WORK REQUIRED: Pick out all lines with the word "response" from the records that follow.

Stored items:
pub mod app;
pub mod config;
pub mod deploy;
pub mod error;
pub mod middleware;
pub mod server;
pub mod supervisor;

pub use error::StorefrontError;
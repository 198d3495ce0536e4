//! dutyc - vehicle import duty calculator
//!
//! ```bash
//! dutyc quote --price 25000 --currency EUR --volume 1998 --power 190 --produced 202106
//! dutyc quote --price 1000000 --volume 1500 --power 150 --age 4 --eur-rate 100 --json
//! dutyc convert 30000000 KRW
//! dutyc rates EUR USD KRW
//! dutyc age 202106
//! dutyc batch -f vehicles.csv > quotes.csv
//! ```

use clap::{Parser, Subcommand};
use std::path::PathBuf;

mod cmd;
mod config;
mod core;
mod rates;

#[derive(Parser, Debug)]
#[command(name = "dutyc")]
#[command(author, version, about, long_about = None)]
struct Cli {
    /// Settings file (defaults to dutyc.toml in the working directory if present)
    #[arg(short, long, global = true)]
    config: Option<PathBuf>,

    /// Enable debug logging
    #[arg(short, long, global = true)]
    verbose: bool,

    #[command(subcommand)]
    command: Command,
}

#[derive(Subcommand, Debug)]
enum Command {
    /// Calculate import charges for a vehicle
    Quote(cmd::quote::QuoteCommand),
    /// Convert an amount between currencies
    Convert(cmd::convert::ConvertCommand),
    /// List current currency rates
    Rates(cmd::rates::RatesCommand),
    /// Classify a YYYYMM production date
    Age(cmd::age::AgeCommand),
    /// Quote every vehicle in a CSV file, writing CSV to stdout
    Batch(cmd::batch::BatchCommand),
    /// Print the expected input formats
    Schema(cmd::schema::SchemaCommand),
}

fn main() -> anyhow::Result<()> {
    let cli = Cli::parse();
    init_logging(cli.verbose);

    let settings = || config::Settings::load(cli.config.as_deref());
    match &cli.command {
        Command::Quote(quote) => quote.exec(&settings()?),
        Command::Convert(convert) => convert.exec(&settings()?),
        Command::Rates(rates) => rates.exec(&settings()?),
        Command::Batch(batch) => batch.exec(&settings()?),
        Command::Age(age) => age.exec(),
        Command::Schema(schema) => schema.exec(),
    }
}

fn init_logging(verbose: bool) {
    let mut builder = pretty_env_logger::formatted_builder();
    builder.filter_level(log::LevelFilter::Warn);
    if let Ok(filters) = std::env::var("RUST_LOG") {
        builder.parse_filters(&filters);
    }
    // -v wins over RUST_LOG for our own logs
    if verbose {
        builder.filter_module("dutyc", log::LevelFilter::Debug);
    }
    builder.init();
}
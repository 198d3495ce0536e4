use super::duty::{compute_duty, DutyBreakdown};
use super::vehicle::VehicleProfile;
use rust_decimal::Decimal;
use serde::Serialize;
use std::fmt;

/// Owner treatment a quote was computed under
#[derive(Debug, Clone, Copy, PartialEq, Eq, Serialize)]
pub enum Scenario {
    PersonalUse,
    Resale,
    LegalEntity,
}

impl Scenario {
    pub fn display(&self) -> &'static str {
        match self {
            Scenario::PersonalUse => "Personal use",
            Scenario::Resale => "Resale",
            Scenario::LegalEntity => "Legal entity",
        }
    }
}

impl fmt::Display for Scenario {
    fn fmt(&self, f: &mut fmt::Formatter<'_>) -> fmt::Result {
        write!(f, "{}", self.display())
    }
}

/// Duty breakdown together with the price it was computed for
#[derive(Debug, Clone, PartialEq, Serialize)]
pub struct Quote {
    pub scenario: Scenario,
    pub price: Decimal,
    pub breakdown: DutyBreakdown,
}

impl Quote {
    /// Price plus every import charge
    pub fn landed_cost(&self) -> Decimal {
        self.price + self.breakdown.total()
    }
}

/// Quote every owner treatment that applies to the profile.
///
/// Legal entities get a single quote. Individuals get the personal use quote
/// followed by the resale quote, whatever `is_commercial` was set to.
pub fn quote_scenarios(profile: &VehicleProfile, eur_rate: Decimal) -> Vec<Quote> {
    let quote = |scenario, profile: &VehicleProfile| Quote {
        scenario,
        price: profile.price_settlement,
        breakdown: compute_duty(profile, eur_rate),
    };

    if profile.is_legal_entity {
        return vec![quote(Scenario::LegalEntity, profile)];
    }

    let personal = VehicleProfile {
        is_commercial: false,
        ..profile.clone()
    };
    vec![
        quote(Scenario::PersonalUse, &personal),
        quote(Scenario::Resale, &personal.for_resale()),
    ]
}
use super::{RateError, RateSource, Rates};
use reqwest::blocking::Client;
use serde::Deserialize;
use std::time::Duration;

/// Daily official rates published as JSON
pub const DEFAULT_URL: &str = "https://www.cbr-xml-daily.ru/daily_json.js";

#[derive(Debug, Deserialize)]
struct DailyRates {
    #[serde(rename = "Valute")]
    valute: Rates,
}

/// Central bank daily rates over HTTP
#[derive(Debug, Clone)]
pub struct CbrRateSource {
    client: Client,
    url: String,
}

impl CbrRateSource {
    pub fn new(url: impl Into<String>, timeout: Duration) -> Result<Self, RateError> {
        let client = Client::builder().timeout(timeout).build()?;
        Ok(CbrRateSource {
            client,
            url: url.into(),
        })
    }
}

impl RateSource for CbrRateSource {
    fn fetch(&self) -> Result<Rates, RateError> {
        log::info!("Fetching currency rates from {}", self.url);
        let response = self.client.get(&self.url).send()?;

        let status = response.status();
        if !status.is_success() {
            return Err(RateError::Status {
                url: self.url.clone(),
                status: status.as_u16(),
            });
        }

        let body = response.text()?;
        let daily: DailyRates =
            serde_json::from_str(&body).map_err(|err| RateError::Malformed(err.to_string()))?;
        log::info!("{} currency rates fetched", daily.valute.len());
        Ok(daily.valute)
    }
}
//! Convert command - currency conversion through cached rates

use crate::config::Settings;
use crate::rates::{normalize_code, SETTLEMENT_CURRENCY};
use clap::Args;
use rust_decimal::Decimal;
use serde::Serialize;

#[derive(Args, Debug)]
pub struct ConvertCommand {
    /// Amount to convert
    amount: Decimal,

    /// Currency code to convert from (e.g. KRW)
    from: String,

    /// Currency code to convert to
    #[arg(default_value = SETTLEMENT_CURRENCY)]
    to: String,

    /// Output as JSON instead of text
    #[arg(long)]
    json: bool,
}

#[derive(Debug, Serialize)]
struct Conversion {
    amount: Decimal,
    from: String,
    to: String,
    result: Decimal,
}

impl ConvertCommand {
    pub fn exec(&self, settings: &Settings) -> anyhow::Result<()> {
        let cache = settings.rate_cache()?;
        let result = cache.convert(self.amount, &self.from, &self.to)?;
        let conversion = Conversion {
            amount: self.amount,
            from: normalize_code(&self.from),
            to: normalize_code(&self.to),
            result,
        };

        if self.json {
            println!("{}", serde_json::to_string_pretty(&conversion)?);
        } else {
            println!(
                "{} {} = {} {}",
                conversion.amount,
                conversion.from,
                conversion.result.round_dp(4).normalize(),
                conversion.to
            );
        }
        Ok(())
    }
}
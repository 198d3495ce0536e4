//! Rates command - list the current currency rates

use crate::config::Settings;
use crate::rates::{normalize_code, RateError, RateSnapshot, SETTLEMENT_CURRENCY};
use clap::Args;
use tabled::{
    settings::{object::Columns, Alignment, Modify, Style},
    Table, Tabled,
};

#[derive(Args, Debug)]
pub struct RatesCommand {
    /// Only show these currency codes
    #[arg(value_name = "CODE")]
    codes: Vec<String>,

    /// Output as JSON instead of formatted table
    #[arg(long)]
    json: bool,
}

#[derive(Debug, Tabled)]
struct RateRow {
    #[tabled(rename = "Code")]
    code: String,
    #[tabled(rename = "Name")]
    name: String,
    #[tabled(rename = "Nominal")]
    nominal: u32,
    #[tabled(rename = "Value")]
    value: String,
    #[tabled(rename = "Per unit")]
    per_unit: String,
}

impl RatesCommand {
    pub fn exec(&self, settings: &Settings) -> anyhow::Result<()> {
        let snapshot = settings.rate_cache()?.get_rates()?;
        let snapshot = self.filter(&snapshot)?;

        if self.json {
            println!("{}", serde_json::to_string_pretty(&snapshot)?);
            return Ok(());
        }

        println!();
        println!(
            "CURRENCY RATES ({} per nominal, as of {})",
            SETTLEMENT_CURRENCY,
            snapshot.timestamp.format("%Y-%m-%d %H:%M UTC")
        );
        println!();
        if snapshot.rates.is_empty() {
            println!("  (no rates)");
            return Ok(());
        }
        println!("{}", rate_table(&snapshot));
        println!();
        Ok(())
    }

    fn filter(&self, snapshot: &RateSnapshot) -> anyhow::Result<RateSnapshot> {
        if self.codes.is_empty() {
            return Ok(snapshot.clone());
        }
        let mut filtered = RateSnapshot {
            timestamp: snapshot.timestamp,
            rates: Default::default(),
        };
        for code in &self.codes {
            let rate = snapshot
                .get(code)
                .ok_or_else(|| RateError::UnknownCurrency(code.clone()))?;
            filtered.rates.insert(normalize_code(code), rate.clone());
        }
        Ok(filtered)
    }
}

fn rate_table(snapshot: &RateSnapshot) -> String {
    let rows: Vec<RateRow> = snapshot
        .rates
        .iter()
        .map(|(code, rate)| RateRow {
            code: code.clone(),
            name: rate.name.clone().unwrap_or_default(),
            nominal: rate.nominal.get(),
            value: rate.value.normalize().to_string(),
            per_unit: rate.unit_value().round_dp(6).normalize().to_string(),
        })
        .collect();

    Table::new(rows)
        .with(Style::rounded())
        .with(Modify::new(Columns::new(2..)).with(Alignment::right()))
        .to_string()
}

ANSWER TO THE EXERCISE:
        let response = self.client.get(&self.url).send()?;
        let status = response.status();
        let body = response.text()?;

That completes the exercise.